Listen to your customers and use all the tools available to create several ways which enables them to share what was good (and bad) without pushing them to jump through hoops. Keep it simple. At Budbee, we ask all of our customers to rate their delivery experience after they have received their goods. This not only gives us a brilliant tool to coach our drivers (old and new), but also the ability to constantly monitor feedback which can sometimes spark new ideas and features.
As a part of my series about the five things a business should do to create a Wow! customer experience, I had the pleasure of interviewing Fredrik Hamilton, CEO and Founder of Budbee.
Having been frustrated by the inefficiency of last mile delivery services, Fredrik founded Budbee in 2015. The company initially concentrated on last-mile deliveries for groceries and then, following angel investor backing, developed logtech software and an infrastructure to develop a modern last-mile logistics service for Stockholm. In late 2016 the company started to focus solely on e-commerce packages, operating home deliveries for e-retailers such as Apotea and Bangerhead. Following Stockholm success, Budbee expanded to Malmö and Gothenburg in 2017.

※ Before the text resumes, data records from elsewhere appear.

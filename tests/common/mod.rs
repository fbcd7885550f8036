//! Shared test fixtures: an in-memory engine that records every call.

#![allow(dead_code)]

use std::path::{Path, PathBuf};
use std::sync::atomic::{AtomicBool, AtomicU64, AtomicUsize, Ordering};
use std::sync::{Arc, Mutex};
use std::thread;
use std::time::{Duration, Instant};

use proxy_runtime::{
    EngineError, EventHub, LifecycleController, LogEvent, ProxyEngine, RealTimeLogger,
    RuntimeConfig,
};
use tokio::sync::broadcast;

#[derive(Default)]
pub struct FakeEngine {
    pub hub: EventHub,
    applied: Mutex<Vec<Vec<u8>>>,
    apply_calls: AtomicUsize,
    shutdowns: AtomicUsize,
    init_calls: AtomicUsize,
    home: Mutex<Option<PathBuf>>,
    config_file: Mutex<Option<PathBuf>>,
    fail_apply: AtomicBool,
    fail_init: AtomicBool,
    apply_delay_ms: AtomicU64,
    in_flight: AtomicUsize,
    max_in_flight: AtomicUsize,
}

impl FakeEngine {
    pub fn new() -> Arc<Self> {
        Arc::new(Self::default())
    }

    pub fn applied(&self) -> Vec<Vec<u8>> {
        self.applied.lock().unwrap().clone()
    }

    pub fn last_applied(&self) -> Option<Vec<u8>> {
        self.applied.lock().unwrap().last().cloned()
    }

    pub fn apply_calls(&self) -> usize {
        self.apply_calls.load(Ordering::SeqCst)
    }

    pub fn shutdowns(&self) -> usize {
        self.shutdowns.load(Ordering::SeqCst)
    }

    pub fn init_calls(&self) -> usize {
        self.init_calls.load(Ordering::SeqCst)
    }

    pub fn home(&self) -> Option<PathBuf> {
        self.home.lock().unwrap().clone()
    }

    pub fn config_file(&self) -> Option<PathBuf> {
        self.config_file.lock().unwrap().clone()
    }

    pub fn fail_apply(&self, fail: bool) {
        self.fail_apply.store(fail, Ordering::SeqCst);
    }

    pub fn fail_init(&self, fail: bool) {
        self.fail_init.store(fail, Ordering::SeqCst);
    }

    pub fn set_apply_delay(&self, delay: Duration) {
        self.apply_delay_ms
            .store(delay.as_millis() as u64, Ordering::SeqCst);
    }

    pub fn max_in_flight(&self) -> usize {
        self.max_in_flight.load(Ordering::SeqCst)
    }
}

impl ProxyEngine for FakeEngine {
    fn set_home_dir(&self, home: &Path) {
        *self.home.lock().unwrap() = Some(home.to_path_buf());
    }

    fn set_config_file(&self, path: &Path) {
        *self.config_file.lock().unwrap() = Some(path.to_path_buf());
    }

    fn init_config_dir(&self, _home: &Path) -> Result<(), EngineError> {
        self.init_calls.fetch_add(1, Ordering::SeqCst);
        if self.fail_init.load(Ordering::SeqCst) {
            return Err(EngineError::new("config dir not writable"));
        }
        Ok(())
    }

    fn apply(&self, config: &[u8]) -> Result<(), EngineError> {
        let current = self.in_flight.fetch_add(1, Ordering::SeqCst) + 1;
        self.max_in_flight.fetch_max(current, Ordering::SeqCst);
        self.apply_calls.fetch_add(1, Ordering::SeqCst);

        let delay = self.apply_delay_ms.load(Ordering::SeqCst);
        if delay > 0 {
            thread::sleep(Duration::from_millis(delay));
        }

        let result = if self.fail_apply.load(Ordering::SeqCst) {
            Err(EngineError::new("parse config: unknown proxy-mode"))
        } else {
            self.applied.lock().unwrap().push(config.to_vec());
            self.hub.publish("info", format!("applied {} bytes", config.len()));
            Ok(())
        };

        self.in_flight.fetch_sub(1, Ordering::SeqCst);
        result
    }

    fn shutdown(&self) {
        self.shutdowns.fetch_add(1, Ordering::SeqCst);
        self.hub.publish("info", "all services stopped");
    }

    fn subscribe(&self) -> broadcast::Receiver<LogEvent> {
        self.hub.subscribe()
    }
}

pub fn controller(engine: &Arc<FakeEngine>) -> LifecycleController {
    controller_with(engine, RuntimeConfig::default())
}

pub fn controller_with(engine: &Arc<FakeEngine>, config: RuntimeConfig) -> LifecycleController {
    LifecycleController::new(engine.clone(), config)
}

/// A logger that keeps every event it receives.
#[derive(Clone, Default)]
pub struct CapturingLogger {
    events: Arc<Mutex<Vec<LogEvent>>>,
}

impl CapturingLogger {
    pub fn events(&self) -> Vec<LogEvent> {
        self.events.lock().unwrap().clone()
    }

    pub fn contains(&self, payload: &str) -> bool {
        self.events
            .lock()
            .unwrap()
            .iter()
            .any(|e| e.payload == payload)
    }
}

impl RealTimeLogger for CapturingLogger {
    fn log(&self, level: &str, payload: &str) {
        self.events.lock().unwrap().push(LogEvent::new(level, payload));
    }
}

/// Poll `condition` for up to five seconds.
pub fn wait_for(mut condition: impl FnMut() -> bool) -> bool {
    let deadline = Instant::now() + Duration::from_secs(5);
    while Instant::now() < deadline {
        if condition() {
            return true;
        }
        thread::sleep(Duration::from_millis(10));
    }
    false
}

pub fn path_str(path: &Path) -> &str {
    path.to_str().expect("utf-8 temp path")
}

Thank you so much for joining us! Our readers would love to “get to know you” a bit better. Can you tell us a bit about your ‘backstory’ and how you got started?
Budbee is a Swedish logtech company which I founded in 2015 when I became increasingly frustrated by the inefficiency of last mile delivery services. Our company offers a sustainably focused delivery service committed to maximising the efficiency of ‘the last mile’: the final step in the process of a product’s journey from the warehouse shelf to the customer’s doorstep.
Prior to founding the company, I studied at the Stockholm School of Economics and travelled to Turkey to work for Rocket internet. Within less than a year after I returned to Sweden, I started what is now Budbee, which initially concentrated on last-mile deliveries for groceries. Then, following angel investor backing, we developed logtech software and infrastructure to develop a modern last-mile logistics service for Stockholm.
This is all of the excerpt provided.